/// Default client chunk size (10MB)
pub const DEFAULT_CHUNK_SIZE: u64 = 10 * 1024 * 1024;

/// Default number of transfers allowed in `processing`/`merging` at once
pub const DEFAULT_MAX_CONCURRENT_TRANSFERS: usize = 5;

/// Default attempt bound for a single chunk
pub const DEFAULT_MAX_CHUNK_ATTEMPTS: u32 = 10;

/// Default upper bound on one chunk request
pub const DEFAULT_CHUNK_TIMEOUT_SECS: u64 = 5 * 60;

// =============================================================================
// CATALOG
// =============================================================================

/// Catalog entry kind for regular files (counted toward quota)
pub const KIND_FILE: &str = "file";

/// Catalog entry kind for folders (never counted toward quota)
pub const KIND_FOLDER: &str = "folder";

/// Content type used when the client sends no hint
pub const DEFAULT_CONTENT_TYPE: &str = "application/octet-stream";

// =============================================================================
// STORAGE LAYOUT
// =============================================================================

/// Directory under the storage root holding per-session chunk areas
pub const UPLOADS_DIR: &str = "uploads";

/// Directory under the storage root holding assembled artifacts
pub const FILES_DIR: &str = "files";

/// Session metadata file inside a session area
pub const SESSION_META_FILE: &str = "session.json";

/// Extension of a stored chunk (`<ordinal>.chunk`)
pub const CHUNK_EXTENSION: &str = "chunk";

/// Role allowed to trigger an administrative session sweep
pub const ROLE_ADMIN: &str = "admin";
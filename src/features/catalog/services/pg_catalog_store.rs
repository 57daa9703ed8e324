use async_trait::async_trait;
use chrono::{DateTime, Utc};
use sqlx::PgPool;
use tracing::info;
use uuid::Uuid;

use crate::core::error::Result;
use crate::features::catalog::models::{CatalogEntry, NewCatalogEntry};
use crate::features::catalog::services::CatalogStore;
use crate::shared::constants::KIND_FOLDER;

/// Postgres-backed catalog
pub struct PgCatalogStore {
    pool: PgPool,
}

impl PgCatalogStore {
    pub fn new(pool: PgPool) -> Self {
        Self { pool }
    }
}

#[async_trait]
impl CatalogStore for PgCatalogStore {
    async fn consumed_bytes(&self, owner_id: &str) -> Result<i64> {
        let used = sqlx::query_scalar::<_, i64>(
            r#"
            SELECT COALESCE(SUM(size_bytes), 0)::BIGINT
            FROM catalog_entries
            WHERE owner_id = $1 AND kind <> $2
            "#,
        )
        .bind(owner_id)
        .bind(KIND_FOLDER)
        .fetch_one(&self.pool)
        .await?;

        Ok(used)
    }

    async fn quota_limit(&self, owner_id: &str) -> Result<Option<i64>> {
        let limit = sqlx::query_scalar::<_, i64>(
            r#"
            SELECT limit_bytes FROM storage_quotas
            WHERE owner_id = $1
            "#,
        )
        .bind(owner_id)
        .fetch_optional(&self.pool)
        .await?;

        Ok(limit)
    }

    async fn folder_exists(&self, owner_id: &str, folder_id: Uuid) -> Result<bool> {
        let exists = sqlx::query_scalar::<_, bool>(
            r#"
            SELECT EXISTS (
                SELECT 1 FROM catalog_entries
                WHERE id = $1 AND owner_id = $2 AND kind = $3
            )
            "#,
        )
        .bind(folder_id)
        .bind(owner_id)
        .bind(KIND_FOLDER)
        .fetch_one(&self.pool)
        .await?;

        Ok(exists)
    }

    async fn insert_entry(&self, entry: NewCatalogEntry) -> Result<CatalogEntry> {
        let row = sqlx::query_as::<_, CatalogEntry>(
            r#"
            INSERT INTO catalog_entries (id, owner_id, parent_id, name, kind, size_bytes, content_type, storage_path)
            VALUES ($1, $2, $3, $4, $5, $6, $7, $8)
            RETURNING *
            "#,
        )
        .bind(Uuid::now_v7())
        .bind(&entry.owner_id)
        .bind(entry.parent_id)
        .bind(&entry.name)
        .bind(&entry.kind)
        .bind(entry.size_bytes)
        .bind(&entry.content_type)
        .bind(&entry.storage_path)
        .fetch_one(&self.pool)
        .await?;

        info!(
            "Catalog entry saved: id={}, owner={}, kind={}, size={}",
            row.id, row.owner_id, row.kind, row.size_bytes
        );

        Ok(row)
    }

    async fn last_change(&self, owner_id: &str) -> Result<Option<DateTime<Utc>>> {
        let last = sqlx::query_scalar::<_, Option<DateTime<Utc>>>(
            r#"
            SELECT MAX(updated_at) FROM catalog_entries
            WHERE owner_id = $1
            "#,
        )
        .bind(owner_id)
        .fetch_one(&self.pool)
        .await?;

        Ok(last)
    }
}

————————

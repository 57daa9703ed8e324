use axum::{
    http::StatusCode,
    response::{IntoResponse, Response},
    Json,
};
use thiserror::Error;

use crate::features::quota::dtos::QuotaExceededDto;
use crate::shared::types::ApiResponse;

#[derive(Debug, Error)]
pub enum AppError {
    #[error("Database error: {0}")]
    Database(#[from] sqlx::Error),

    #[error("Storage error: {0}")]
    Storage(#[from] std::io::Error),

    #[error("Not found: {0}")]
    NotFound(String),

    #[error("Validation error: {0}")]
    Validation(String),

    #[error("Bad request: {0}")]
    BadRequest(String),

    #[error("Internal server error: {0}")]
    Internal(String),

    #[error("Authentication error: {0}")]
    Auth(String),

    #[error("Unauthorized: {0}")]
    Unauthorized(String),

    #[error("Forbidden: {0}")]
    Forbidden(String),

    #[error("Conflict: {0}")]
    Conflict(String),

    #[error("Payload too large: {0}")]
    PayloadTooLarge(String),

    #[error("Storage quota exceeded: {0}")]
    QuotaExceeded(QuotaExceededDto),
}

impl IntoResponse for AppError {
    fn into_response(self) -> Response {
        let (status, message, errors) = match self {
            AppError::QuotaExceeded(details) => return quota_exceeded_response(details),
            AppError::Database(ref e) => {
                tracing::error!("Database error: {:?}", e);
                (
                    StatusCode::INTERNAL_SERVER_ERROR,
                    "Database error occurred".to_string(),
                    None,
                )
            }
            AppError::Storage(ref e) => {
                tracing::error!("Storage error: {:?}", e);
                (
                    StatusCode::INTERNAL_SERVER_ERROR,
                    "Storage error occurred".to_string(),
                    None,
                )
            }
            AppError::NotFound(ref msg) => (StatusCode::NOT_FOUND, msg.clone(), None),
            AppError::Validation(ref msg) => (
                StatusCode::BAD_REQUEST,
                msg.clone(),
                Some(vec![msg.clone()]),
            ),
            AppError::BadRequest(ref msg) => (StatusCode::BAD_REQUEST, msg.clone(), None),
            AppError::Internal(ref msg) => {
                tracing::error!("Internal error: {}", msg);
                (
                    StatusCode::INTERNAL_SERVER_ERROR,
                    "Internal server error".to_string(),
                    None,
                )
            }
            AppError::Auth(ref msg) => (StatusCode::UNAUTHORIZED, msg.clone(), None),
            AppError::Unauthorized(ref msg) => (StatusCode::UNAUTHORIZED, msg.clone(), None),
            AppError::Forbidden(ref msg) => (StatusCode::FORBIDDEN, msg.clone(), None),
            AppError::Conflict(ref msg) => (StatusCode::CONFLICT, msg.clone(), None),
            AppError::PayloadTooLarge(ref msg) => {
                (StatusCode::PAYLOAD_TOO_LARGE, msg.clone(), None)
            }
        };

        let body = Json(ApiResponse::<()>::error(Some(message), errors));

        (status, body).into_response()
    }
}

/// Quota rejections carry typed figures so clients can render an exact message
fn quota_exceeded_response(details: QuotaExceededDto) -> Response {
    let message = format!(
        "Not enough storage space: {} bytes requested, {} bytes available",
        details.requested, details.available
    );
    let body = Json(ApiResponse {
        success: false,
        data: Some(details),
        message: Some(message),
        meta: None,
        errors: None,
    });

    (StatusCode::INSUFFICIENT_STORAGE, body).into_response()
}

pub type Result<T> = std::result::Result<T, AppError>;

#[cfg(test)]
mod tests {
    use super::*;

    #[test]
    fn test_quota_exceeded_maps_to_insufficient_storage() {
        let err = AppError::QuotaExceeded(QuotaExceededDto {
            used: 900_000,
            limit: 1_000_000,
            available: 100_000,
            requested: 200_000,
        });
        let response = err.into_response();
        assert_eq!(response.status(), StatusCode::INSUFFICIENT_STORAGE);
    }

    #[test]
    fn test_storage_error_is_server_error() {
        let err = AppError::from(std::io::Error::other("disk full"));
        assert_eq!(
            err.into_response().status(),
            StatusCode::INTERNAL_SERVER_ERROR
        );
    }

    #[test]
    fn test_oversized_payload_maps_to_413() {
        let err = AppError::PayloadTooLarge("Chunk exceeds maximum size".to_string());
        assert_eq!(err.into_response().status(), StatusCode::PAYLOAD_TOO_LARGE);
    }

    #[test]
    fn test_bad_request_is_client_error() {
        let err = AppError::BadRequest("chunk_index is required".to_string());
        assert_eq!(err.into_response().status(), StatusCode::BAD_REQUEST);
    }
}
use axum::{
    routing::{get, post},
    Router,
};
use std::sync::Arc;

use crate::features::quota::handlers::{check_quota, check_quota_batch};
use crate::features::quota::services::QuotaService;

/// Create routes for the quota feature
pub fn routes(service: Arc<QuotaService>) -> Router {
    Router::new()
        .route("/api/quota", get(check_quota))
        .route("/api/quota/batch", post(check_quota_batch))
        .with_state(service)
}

————————

Using the listing above, state the count of lines that include "QuotaService" and nothing else.

2